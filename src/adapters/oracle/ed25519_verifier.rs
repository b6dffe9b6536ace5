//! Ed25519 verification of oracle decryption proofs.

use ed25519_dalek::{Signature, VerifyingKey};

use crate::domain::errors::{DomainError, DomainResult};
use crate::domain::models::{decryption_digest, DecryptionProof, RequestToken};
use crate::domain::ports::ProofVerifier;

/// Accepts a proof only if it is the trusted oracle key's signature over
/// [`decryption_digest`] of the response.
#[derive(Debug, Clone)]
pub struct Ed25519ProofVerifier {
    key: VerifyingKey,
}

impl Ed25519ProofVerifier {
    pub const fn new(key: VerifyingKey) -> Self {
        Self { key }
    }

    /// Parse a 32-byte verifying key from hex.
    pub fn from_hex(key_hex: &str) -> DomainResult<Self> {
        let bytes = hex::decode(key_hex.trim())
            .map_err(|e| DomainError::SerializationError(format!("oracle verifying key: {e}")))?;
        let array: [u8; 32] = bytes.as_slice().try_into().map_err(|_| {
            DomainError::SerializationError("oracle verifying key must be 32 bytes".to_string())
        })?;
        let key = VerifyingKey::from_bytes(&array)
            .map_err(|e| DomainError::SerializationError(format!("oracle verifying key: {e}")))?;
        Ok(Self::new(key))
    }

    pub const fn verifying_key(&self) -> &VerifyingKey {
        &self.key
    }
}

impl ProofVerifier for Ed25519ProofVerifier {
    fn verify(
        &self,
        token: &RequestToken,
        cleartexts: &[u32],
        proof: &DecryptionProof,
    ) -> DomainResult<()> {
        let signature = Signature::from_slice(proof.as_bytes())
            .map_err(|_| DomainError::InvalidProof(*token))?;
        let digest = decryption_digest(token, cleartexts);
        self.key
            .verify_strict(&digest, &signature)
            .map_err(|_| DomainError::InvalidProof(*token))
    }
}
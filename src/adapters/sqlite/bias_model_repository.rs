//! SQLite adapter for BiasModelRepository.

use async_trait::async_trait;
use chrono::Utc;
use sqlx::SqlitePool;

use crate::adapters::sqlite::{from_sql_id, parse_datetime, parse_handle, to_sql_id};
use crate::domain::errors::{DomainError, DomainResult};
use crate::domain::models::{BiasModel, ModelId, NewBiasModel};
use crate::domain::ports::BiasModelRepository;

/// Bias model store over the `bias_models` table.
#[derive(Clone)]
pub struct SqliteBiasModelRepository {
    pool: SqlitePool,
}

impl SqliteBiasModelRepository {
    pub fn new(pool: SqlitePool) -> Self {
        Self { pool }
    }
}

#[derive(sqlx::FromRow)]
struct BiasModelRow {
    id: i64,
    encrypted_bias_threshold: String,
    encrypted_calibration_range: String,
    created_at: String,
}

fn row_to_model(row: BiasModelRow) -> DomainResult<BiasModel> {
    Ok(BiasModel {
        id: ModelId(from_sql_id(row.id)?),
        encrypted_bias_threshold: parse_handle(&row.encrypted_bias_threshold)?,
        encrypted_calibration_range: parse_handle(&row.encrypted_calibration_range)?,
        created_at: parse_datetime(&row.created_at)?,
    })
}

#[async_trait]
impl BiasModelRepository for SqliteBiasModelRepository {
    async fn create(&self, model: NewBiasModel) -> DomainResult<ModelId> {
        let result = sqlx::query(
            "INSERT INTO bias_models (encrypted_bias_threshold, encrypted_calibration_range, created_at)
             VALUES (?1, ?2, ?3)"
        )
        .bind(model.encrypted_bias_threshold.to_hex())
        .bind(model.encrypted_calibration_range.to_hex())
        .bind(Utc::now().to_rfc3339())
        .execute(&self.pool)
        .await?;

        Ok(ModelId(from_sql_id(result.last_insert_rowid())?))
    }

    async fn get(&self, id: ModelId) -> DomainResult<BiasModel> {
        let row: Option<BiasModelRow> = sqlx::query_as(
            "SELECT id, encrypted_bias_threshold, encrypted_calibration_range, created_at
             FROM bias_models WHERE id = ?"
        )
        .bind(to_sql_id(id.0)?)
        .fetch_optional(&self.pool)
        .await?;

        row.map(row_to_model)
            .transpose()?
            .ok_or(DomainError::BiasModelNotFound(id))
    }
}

...

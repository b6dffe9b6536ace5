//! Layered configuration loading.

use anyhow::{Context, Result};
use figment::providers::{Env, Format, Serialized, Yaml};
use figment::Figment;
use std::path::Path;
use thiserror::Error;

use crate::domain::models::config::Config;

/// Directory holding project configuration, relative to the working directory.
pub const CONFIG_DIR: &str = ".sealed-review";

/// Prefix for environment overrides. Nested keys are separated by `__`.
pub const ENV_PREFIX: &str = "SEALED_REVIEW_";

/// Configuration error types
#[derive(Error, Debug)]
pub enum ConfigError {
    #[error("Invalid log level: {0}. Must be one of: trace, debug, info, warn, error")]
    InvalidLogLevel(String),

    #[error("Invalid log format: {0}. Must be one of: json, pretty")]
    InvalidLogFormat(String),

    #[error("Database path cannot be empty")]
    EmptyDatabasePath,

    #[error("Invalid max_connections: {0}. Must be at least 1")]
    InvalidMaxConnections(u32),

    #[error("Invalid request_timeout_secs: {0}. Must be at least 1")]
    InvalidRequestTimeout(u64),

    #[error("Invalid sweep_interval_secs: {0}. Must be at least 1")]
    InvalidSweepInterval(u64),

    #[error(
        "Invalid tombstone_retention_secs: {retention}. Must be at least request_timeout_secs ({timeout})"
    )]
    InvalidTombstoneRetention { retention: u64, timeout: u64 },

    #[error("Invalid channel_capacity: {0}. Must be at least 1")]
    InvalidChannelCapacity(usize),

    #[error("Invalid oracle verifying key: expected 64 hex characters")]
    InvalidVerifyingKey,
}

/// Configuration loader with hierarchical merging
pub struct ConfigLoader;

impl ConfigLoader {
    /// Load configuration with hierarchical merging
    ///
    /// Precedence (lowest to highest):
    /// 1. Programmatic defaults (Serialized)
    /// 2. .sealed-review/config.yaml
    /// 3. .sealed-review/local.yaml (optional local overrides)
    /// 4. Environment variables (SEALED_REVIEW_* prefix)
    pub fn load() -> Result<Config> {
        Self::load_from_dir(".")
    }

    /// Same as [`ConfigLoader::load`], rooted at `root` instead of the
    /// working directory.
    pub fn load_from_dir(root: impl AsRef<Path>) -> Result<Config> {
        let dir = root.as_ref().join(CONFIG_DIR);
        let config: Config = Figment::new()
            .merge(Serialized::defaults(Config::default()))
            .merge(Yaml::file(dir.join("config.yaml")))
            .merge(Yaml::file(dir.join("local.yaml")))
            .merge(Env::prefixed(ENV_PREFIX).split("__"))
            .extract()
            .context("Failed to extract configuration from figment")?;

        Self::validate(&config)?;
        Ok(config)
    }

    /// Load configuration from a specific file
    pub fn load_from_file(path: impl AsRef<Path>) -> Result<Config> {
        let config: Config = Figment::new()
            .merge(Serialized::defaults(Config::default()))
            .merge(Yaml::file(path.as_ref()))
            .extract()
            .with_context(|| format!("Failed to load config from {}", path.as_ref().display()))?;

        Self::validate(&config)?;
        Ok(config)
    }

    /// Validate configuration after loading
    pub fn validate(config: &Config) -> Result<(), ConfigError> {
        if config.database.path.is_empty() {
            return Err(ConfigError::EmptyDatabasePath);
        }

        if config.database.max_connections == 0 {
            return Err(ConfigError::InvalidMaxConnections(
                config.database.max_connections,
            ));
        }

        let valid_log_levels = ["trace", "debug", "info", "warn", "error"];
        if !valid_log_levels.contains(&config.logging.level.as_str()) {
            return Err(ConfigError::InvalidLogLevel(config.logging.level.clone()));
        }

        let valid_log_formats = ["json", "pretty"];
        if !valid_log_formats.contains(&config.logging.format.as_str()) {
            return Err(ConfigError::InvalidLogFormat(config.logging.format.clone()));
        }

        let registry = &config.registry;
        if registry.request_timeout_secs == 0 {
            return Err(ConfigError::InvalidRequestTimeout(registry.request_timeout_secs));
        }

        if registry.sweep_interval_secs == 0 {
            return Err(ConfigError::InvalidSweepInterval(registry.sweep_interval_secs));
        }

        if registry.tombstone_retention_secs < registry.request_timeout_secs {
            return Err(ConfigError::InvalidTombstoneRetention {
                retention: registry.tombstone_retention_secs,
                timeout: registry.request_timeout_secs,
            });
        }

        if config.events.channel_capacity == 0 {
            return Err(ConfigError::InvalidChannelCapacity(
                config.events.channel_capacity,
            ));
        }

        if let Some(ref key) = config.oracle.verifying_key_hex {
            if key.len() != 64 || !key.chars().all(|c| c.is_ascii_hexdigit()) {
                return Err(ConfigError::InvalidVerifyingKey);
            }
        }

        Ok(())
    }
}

▶ TASK:
Search the entries for "InvalidChannelCapacity" and copy each matching line.

▶ ANSWER SPACE:
    InvalidChannelCapacity(usize),
            return Err(ConfigError::InvalidChannelCapacity(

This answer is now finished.